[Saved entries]

--- START ---

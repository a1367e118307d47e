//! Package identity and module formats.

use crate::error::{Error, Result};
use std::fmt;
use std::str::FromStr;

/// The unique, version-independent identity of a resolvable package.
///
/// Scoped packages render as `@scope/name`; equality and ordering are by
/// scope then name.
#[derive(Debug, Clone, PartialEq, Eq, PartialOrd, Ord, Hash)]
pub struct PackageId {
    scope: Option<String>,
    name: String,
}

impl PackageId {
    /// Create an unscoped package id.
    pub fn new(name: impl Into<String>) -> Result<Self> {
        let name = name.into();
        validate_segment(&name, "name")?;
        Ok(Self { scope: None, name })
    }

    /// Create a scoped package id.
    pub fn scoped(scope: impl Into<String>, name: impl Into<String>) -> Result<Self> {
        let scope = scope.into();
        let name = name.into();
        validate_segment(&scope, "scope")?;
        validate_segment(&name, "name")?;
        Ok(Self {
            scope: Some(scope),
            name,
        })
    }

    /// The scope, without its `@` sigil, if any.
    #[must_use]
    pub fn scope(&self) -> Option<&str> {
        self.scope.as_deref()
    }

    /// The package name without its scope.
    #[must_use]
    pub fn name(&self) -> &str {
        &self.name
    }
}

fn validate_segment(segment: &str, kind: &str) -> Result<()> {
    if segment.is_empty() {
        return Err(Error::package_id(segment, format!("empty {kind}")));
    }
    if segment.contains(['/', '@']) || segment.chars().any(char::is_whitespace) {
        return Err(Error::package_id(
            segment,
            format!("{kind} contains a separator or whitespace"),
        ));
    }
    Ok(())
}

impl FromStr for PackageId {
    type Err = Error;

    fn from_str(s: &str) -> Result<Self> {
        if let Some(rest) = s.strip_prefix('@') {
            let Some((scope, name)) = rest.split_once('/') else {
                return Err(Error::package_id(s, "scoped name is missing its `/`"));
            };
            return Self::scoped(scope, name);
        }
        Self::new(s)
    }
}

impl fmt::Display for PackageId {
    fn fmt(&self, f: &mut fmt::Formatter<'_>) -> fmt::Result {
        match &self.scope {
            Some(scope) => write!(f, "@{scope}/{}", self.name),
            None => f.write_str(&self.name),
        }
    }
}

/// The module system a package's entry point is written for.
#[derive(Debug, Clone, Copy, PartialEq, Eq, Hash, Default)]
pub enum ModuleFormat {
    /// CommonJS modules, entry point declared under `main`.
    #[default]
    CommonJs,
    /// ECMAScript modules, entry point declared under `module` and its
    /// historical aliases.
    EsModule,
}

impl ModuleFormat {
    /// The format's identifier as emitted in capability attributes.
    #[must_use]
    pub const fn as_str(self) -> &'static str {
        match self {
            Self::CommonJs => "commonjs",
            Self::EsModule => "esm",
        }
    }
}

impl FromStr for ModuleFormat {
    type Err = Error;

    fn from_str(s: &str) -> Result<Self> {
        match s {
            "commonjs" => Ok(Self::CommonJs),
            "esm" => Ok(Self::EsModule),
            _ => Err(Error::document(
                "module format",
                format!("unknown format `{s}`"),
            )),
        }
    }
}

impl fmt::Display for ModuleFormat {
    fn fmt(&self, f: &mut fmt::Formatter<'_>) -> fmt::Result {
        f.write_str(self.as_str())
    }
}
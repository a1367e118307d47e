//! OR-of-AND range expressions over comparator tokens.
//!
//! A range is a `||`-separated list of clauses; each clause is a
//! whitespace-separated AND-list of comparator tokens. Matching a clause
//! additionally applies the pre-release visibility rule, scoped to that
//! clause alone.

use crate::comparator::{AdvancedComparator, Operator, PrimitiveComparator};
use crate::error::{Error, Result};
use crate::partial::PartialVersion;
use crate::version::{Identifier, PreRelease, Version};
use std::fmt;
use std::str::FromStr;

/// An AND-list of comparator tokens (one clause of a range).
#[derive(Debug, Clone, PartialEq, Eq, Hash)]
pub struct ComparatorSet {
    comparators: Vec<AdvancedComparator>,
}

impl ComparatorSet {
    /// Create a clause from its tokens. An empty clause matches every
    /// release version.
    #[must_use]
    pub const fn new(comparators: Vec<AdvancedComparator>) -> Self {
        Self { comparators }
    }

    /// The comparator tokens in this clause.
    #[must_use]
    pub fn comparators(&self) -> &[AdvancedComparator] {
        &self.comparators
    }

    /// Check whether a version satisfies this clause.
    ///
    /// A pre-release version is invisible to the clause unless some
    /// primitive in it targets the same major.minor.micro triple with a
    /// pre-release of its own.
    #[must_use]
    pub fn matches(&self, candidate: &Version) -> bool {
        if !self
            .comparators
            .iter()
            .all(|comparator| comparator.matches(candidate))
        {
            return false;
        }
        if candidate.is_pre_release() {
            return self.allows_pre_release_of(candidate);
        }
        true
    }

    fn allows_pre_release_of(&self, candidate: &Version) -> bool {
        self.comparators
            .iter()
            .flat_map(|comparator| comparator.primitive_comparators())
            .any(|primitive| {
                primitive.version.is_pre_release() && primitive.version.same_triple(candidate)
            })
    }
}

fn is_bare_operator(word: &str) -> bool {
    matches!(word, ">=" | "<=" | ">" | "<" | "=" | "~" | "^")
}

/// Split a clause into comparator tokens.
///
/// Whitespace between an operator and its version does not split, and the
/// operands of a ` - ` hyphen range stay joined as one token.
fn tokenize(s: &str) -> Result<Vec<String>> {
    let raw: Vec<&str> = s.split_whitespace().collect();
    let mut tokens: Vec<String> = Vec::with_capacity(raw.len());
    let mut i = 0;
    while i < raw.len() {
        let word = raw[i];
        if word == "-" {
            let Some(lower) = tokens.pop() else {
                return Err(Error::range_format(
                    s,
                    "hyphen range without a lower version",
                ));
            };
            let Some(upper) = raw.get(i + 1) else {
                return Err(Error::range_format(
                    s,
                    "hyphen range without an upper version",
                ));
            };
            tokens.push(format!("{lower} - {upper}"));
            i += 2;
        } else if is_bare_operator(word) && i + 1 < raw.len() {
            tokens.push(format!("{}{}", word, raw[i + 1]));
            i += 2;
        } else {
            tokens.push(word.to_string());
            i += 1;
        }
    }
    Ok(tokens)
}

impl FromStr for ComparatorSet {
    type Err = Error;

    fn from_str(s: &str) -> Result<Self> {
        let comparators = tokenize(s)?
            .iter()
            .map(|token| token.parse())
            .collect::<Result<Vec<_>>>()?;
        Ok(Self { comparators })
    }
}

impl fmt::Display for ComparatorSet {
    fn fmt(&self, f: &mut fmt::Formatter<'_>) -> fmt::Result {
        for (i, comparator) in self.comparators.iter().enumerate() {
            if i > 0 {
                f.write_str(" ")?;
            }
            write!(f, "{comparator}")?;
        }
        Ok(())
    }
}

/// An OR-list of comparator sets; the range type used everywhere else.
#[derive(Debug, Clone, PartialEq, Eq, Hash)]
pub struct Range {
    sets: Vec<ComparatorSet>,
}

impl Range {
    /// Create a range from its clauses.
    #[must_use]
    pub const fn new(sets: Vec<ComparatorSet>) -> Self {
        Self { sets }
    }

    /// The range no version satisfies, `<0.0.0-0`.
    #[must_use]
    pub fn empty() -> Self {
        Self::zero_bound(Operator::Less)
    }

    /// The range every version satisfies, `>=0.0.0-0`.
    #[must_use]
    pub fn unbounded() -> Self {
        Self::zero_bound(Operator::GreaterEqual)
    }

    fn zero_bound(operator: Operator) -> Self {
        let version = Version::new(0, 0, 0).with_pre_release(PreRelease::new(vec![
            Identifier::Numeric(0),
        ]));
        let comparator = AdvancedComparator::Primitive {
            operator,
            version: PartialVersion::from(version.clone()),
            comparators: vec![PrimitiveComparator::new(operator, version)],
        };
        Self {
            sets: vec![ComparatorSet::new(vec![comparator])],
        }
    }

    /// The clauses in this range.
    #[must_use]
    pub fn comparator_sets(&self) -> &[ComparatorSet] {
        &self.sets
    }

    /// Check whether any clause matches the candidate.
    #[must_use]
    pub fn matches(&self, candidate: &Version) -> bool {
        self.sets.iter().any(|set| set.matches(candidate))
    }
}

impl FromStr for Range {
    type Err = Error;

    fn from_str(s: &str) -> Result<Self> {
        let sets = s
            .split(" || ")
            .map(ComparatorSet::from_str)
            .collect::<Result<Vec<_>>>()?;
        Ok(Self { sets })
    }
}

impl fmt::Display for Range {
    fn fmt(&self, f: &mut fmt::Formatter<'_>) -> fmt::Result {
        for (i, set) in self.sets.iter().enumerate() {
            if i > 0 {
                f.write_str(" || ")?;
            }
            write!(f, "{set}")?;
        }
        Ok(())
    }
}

--- END ---

Work required: Transcribe the records from their first line. Stop after the line with "pub struct PackageId", including it.

Output of the task:
repository a1367e118307d47e
//! Package identity and module formats.

use crate::error::{Error, Result};
use std::fmt;
use std::str::FromStr;

/// The unique, version-independent identity of a resolvable package.
///
/// Scoped packages render as `@scope/name`; equality and ordering are by
/// scope then name.
#[derive(Debug, Clone, PartialEq, Eq, PartialOrd, Ord, Hash)]
pub struct PackageId {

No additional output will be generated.